Biases#

Recall the introduction to this chapter where we stated that bigger data is not always better. This is often due to the sampling method used to gather that “Big Data”. We have already discussed the need for representative samples to ensure generalization of the sample to the population. The bias introduced by oversampling some portions of the population over others is known as selection bias. However, this is not the only bias that can be introduced during the data collection process.

Non-response Bias#

Imagine sampling participants and emailing each participant a survey to complete. Some participants might not complete that survey. Non-response bias occurs when the people who decline to respond are different in some meaningful way than those who do respond. Perhaps you wish to study parenting and all single parents were too busy to complete the survey. Your study would be missing an important perspective.

Response Bias#

Turning attention from those who did not respond to those who did, their responses can suffer from response bias. Response bias can appear in multiple formats. Sometimes, participants have an incentive to respond in ways that might not be truthful, especially if questions are sensitive or embarrassing. For example, in a survey of campus sexual health, students might be embarrassed to report STIs, and therefore trends in these data may be misleading. This can be influenced by the wording or tone of the questions as well as if participants have been ensured their data will be kept private.

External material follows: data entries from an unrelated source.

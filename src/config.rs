use std::path::{Path, PathBuf};
use std::time::Duration;

use serde::{Deserialize, Serialize};
use thiserror::Error;

use crate::pipeline::prompt_templates::PromptLanguage;
use crate::pipeline::safety::GuardRule;

/// Application-level constants
pub const APP_NAME: &str = "aigc-inspector";
pub const APP_VERSION: &str = env!("CARGO_PKG_VERSION");

pub const DEFAULT_OLLAMA_URL: &str = "http://localhost:11434";
pub const DEFAULT_OLLAMA_MODEL: &str = "qwen2.5:7b";
pub const DEFAULT_OPENAI_MODEL: &str = "deepseek-chat";

/// Most backend calls a single run may make.
pub const MAX_ATTEMPTS_LIMIT: u32 = 10;

/// Default `tracing` filter when `RUST_LOG` is unset.
pub fn default_log_filter() -> &'static str {
    "info,reqwest=warn,hyper=warn"
}

/// Default config file: `<config dir>/aigc-inspector/config.json`.
pub fn config_path() -> Option<PathBuf> {
    dirs::config_dir().map(|dir| dir.join(APP_NAME).join("config.json"))
}

#[derive(Error, Debug)]
pub enum ConfigError {
    #[error("Cannot read config file {path}: {source}")]
    Io {
        path: PathBuf,
        #[source]
        source: std::io::Error,
    },

    #[error("Malformed config file {path}: {source}")]
    Json {
        path: PathBuf,
        #[source]
        source: serde_json::Error,
    },

    #[error("Invalid config value for {field}: {reason}")]
    Invalid { field: &'static str, reason: String },
}

// ═══════════════════════════════════════════════════════════
// Backend
// ═══════════════════════════════════════════════════════════

#[derive(Debug, Clone, Copy, Default, PartialEq, Eq, Serialize, Deserialize)]
#[serde(rename_all = "snake_case")]
pub enum BackendKind {
    #[default]
    Ollama,
    #[serde(alias = "openai", alias = "deepseek")]
    OpenAiCompatible,
}

impl BackendKind {
    fn from_tag(tag: &str) -> Option<Self> {
        match tag.trim().to_ascii_lowercase().as_str() {
            "ollama" => Some(Self::Ollama),
            "openai" | "openai_compatible" | "deepseek" => Some(Self::OpenAiCompatible),
            _ => None,
        }
    }
}

#[derive(Debug, Clone, PartialEq, Serialize, Deserialize)]
#[serde(default)]
pub struct BackendConfig {
    pub kind: BackendKind,
    pub base_url: String,
    pub model: String,
    /// Required by `openai_compatible`. Never serialized back out.
    #[serde(skip_serializing)]
    pub api_key: Option<String>,
    pub temperature: f32,
    /// Bounds connection setup only; streaming reads are unbounded.
    pub connect_timeout_secs: u64,
}

impl Default for BackendConfig {
    fn default() -> Self {
        Self {
            kind: BackendKind::Ollama,
            base_url: DEFAULT_OLLAMA_URL.to_string(),
            model: DEFAULT_OLLAMA_MODEL.to_string(),
            api_key: None,
            temperature: 0.0,
            connect_timeout_secs: 10,
        }
    }
}

impl BackendConfig {
    pub fn connect_timeout(&self) -> Duration {
        Duration::from_secs(self.connect_timeout_secs)
    }
}

// ═══════════════════════════════════════════════════════════
// Supervisor
// ═══════════════════════════════════════════════════════════

#[derive(Debug, Clone, PartialEq, Serialize, Deserialize)]
#[serde(default)]
pub struct SupervisorConfig {
    pub backend: BackendConfig,
    /// Backend calls per run, first attempt included.
    pub max_attempts: u32,
    /// Lowest Detect score that unlocks a Reduce run.
    pub reduction_threshold: u32,
    /// Characters of response text kept in audit previews.
    pub preview_chars: usize,
    pub language: PromptLanguage,
    /// Replaces the built-in Input Guard table when set.
    pub guard_rules: Option<Vec<GuardRule>>,
    pub detect_max_tokens: usize,
    pub reduce_max_tokens: usize,
}

impl Default for SupervisorConfig {
    fn default() -> Self {
        Self {
            backend: BackendConfig::default(),
            max_attempts: 2,
            reduction_threshold: 25,
            preview_chars: 100,
            language: PromptLanguage::English,
            guard_rules: None,
            detect_max_tokens: 32,
            reduce_max_tokens: 8192,
        }
    }
}

impl SupervisorConfig {
    /// Defaults, then the JSON file at `path` (if it exists), then `AIGC_*`
    /// environment variables. The result is validated.
    pub fn load(path: &Path) -> Result<Self, ConfigError> {
        let mut config = Self::from_file(path)?.unwrap_or_default();
        config.apply_env_overrides(|key| std::env::var(key).ok());
        config.validate()?;
        Ok(config)
    }

    /// `load` from the default `config_path()`, or defaults plus environment
    /// when no config directory exists on this platform.
    pub fn load_default() -> Result<Self, ConfigError> {
        match config_path() {
            Some(path) => Self::load(&path),
            None => {
                let mut config = Self::default();
                config.apply_env_overrides(|key| std::env::var(key).ok());
                config.validate()?;
                Ok(config)
            }
        }
    }

    /// Parse a config file. `Ok(None)` when the file does not exist.
    pub fn from_file(path: &Path) -> Result<Option<Self>, ConfigError> {
        let raw = match std::fs::read_to_string(path) {
            Ok(raw) => raw,
            Err(e) if e.kind() == std::io::ErrorKind::NotFound => {
                tracing::debug!(path = %path.display(), "No config file, using defaults");
                return Ok(None);
            }
            Err(source) => {
                return Err(ConfigError::Io {
                    path: path.to_path_buf(),
                    source,
                })
            }
        };

        serde_json::from_str(&raw)
            .map(Some)
            .map_err(|source| ConfigError::Json {
                path: path.to_path_buf(),
                source,
            })
    }

    /// Overlay environment values read through `lookup`.
    ///
    /// Unparseable numbers and unknown backend kinds are ignored with a warning.
    pub fn apply_env_overrides(&mut self, lookup: impl Fn(&str) -> Option<String>) {
        let get = |key: &str| lookup(key).filter(|v| !v.trim().is_empty());

        if let Some(kind) = get("AIGC_BACKEND") {
            match BackendKind::from_tag(&kind) {
                Some(parsed) => self.switch_backend(parsed),
                None => tracing::warn!(value = %kind, "Ignoring unknown AIGC_BACKEND"),
            }
        }
        if let Some(url) = get("AIGC_BASE_URL") {
            self.backend.base_url = url;
        }
        if let Some(model) = get("AIGC_MODEL") {
            self.backend.model = model;
        }
        if let Some(key) = get("AIGC_API_KEY").or_else(|| get("DEEPSEEK_API_KEY")) {
            self.backend.api_key = Some(key);
        }
        if let Some(lang) = get("AIGC_LANG") {
            self.language = PromptLanguage::from_tag(&lang);
        }
        if let Some(raw) = get("AIGC_MAX_ATTEMPTS") {
            match raw.trim().parse() {
                Ok(n) => self.max_attempts = n,
                Err(_) => tracing::warn!(value = %raw, "Ignoring non-numeric AIGC_MAX_ATTEMPTS"),
            }
        }
        if let Some(raw) = get("AIGC_REDUCTION_THRESHOLD") {
            match raw.trim().parse() {
                Ok(n) => self.reduction_threshold = n,
                Err(_) => {
                    tracing::warn!(value = %raw, "Ignoring non-numeric AIGC_REDUCTION_THRESHOLD")
                }
            }
        }
    }

    pub fn validate(&self) -> Result<(), ConfigError> {
        if self.max_attempts == 0 || self.max_attempts > MAX_ATTEMPTS_LIMIT {
            return Err(ConfigError::Invalid {
                field: "max_attempts",
                reason: format!("{} is outside 1-{MAX_ATTEMPTS_LIMIT}", self.max_attempts),
            });
        }
        if self.reduction_threshold > 100 {
            return Err(ConfigError::Invalid {
                field: "reduction_threshold",
                reason: format!("{} is outside 0-100", self.reduction_threshold),
            });
        }
        if self.backend.base_url.trim().is_empty() {
            return Err(ConfigError::Invalid {
                field: "backend.base_url",
                reason: "must not be empty".into(),
            });
        }
        if self.backend.model.trim().is_empty() {
            return Err(ConfigError::Invalid {
                field: "backend.model",
                reason: "must not be empty".into(),
            });
        }
        if self.detect_max_tokens == 0 || self.reduce_max_tokens == 0 {
            return Err(ConfigError::Invalid {
                field: "detect_max_tokens/reduce_max_tokens",
                reason: "must be at least 1".into(),
            });
        }
        Ok(())
    }

    /// Change backend kind, moving the URL and model to that kind's defaults
    /// when they are still the other kind's defaults.
    fn switch_backend(&mut self, kind: BackendKind) {
        if self.backend.kind == kind {
            return;
        }
        let (url, model) = match kind {
            BackendKind::Ollama => (DEFAULT_OLLAMA_URL, DEFAULT_OLLAMA_MODEL),
            BackendKind::OpenAiCompatible => (
                crate::pipeline::backend::openai::DEEPSEEK_BASE_URL,
                DEFAULT_OPENAI_MODEL,
            ),
        };
        let defaults = BackendConfig::default();
        if self.backend.base_url == defaults.base_url
            || self.backend.base_url == crate::pipeline::backend::openai::DEEPSEEK_BASE_URL
        {
            self.backend.base_url = url.to_string();
        }
        if self.backend.model == DEFAULT_OLLAMA_MODEL || self.backend.model == DEFAULT_OPENAI_MODEL {
            self.backend.model = model.to_string();
        }
        self.backend.kind = kind;
    }
}
pub mod backend;
pub mod memory;
pub mod prompt_templates;
pub mod safety; // Input Guard
pub mod stream_guard; // Degeneration watchdog
pub mod streaming;
pub mod types;
pub mod validation;

pub use backend::{BackendError, GenerationBackend, MockBackend};
pub use memory::ConversationMemory;
pub use prompt_templates::{PromptCatalog, PromptLanguage};
pub use safety::{InputGuard, Inspection};
pub use streaming::{ChunkSink, StreamingPipeline};
pub use types::*;
pub use validation::{validate, Verdict};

Some response bias can be due more to boredom than truthfulness. For example, especially in long surveys, participants may care more about completing the task than completing the task well. Some participants may choose to select random answers, select the same answer for every question, or answer questions in a pattern. It is important for a researcher to consider the wording, tone and length of a survey carefully, and to check all surveys for possible response bias before analyzing data.

Randomized Response#

Suppose I want to know how many college students have cheated on an exam at some point in their lives. Students are less likely to respond truthfully about cheating which could create response bias in my sample. One strategy for combatting this type of response bias is to use a technique known as randomized response. Instead of asking all students to respond truthfully, I ask them to flip 2 coins without letting me see the results. If the first coin lands on heads, they should give a truthful answer. If it lands on tails, their answer depends on the second coin flip where they answer “yes” if the second coin lands on heads and “no” if the second coin lands on tails (see image below).

../../_images/FlowChart.png

This inserts randomness into response ensuring that the researcher does not know who answered truthfully and therefore does not know who has cheated in the past. This encourages students to give truthful answers when prompted and allows the researcher to calculate an estimate of the true proportion of students who have cheated. Let’s explore this in a simulation.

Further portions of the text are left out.